What you should do: I need each line of the entries below that includes the string "filled".
== Segment start ==
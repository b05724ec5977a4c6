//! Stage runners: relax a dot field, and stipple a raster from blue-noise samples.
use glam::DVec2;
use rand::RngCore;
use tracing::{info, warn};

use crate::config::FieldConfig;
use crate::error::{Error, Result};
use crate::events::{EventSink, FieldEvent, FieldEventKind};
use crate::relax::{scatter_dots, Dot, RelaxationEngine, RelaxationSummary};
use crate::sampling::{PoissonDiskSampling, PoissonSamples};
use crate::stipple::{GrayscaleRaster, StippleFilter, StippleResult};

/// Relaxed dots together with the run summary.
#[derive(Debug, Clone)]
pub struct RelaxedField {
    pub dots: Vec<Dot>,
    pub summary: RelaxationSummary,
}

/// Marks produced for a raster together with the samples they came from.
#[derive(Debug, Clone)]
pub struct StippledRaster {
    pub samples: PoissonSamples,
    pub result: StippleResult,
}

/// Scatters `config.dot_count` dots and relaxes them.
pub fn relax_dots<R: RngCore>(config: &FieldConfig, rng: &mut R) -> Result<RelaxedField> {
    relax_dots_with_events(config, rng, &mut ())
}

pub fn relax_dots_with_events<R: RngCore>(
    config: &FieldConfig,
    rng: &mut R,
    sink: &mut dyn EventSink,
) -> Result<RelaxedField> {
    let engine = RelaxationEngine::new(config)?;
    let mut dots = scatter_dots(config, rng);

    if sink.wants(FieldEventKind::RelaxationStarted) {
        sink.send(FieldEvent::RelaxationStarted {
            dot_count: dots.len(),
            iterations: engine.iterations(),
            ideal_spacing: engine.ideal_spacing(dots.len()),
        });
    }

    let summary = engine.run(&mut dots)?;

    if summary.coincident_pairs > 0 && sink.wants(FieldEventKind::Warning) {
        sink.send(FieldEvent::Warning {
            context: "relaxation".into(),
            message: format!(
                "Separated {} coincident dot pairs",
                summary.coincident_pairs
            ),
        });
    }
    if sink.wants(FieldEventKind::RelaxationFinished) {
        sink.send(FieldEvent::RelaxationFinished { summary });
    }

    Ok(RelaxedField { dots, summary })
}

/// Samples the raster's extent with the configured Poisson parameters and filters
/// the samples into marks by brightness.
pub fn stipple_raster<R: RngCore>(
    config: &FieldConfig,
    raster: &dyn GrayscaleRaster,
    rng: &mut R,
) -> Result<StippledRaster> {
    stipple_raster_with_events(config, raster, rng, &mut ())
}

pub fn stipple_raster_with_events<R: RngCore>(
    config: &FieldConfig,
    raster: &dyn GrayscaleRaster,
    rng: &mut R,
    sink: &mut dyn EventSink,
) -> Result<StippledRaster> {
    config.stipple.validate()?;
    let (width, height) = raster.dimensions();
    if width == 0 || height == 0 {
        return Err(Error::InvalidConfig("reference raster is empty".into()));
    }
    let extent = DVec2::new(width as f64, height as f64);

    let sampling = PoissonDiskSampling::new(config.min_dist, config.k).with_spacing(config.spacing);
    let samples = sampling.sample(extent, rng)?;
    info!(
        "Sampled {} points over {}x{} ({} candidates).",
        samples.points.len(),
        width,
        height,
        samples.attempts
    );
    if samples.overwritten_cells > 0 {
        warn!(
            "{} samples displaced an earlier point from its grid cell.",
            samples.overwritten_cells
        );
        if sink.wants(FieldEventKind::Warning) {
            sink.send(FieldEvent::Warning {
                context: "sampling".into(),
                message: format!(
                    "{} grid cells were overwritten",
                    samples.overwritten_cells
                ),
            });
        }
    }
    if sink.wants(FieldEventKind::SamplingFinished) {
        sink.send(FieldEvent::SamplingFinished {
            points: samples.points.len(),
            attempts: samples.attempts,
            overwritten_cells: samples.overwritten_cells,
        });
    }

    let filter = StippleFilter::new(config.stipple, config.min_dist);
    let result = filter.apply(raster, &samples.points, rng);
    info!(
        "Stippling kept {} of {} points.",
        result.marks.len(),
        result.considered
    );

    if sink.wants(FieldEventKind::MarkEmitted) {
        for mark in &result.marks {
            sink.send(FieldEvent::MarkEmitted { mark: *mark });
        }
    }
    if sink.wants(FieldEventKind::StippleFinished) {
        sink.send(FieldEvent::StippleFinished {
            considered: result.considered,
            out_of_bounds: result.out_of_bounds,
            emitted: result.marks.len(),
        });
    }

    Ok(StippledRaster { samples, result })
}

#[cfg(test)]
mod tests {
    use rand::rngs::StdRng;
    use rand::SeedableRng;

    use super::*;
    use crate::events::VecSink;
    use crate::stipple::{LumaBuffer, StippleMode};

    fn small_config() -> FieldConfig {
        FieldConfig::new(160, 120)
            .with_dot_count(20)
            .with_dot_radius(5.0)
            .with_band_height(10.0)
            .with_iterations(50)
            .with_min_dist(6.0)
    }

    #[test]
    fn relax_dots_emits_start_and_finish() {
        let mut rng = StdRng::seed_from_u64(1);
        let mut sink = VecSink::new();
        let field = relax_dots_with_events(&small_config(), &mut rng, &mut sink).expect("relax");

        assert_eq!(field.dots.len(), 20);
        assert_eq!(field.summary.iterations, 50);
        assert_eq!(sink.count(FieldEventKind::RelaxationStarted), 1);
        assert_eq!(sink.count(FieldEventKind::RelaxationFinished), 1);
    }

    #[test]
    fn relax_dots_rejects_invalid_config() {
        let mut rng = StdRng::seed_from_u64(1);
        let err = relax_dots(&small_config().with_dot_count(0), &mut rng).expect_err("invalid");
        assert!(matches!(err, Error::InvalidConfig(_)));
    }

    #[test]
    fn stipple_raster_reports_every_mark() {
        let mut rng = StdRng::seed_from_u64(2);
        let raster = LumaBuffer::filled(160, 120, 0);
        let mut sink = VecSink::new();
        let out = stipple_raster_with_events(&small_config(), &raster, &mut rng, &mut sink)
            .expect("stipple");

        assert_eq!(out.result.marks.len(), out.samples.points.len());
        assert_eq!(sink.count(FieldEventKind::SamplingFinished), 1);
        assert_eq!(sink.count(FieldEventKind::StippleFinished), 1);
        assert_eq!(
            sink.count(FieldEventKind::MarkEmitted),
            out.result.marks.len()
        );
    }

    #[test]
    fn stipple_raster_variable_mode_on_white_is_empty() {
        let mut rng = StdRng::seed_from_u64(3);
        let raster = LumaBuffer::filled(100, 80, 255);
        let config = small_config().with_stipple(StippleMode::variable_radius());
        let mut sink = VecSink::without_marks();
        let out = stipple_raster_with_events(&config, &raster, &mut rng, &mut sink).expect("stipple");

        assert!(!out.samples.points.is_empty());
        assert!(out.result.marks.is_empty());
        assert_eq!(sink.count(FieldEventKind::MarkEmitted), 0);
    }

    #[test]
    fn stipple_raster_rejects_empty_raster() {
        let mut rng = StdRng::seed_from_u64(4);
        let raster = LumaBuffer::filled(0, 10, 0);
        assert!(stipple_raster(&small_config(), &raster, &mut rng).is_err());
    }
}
== Segment end ==
== Segment start ==
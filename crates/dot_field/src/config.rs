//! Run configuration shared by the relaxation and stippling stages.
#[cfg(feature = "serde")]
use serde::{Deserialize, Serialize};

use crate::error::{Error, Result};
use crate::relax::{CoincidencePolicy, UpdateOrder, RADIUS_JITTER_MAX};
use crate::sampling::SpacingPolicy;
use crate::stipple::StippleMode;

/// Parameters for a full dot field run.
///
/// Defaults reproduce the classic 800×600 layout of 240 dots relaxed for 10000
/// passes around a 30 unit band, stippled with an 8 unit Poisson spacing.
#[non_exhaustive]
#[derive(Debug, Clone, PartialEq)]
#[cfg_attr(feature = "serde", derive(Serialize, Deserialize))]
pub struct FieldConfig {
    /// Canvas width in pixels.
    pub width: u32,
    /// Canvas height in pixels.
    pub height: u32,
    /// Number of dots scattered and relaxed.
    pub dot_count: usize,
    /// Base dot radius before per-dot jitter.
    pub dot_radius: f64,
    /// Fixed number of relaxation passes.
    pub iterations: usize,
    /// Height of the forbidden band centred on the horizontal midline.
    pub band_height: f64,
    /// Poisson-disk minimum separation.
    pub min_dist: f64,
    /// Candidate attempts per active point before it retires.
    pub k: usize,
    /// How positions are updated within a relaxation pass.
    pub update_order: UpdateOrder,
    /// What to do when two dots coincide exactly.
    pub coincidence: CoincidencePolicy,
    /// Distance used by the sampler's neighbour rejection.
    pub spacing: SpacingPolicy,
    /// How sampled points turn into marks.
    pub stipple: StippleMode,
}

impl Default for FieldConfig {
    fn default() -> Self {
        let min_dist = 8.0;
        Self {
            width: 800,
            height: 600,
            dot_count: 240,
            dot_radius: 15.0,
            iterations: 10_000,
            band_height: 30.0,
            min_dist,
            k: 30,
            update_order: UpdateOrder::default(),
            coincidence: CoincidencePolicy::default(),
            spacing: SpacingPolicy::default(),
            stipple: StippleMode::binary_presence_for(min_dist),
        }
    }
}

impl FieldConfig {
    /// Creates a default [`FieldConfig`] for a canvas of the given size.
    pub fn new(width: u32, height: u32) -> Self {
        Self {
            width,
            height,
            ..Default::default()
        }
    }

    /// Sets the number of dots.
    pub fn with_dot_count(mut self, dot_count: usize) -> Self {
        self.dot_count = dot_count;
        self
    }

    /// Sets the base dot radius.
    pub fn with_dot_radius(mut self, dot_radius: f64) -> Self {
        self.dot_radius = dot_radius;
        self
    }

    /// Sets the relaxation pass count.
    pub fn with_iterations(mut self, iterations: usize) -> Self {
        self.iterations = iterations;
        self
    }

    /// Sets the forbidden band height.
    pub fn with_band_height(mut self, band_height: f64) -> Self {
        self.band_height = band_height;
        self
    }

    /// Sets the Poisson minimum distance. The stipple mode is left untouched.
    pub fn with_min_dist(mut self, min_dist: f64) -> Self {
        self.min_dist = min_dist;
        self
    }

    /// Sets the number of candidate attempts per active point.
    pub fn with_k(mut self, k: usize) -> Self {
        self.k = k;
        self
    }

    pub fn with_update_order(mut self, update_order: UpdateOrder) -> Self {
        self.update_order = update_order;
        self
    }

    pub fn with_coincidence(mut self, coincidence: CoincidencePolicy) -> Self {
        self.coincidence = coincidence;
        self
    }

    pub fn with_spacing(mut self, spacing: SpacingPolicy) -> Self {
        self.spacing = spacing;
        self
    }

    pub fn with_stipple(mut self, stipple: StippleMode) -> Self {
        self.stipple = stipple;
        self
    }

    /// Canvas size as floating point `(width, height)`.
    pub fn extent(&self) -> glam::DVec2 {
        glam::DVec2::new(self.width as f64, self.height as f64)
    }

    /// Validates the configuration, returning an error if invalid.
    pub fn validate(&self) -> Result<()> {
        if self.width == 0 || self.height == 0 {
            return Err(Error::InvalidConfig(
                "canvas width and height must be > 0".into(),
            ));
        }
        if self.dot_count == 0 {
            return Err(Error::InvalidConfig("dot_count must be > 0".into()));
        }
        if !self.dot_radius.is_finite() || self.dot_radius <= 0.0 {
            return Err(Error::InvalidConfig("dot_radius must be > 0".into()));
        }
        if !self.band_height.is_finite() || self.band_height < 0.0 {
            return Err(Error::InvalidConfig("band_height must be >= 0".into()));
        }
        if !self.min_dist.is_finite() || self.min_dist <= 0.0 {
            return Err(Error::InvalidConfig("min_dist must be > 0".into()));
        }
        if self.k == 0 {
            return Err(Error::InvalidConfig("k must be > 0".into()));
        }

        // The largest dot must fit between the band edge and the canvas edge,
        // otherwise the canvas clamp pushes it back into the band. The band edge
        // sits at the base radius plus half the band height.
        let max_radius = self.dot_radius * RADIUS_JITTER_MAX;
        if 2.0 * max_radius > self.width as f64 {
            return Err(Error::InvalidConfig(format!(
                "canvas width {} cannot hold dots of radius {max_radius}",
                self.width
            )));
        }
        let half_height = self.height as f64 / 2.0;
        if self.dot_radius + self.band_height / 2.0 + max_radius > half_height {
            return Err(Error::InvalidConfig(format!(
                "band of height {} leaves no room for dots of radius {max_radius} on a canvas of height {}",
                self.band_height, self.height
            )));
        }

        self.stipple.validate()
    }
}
== Segment end ==
Response:
        let raster = LumaBuffer::filled(160, 120, 0);
        let raster = LumaBuffer::filled(100, 80, 255);
        let raster = LumaBuffer::filled(0, 10, 0);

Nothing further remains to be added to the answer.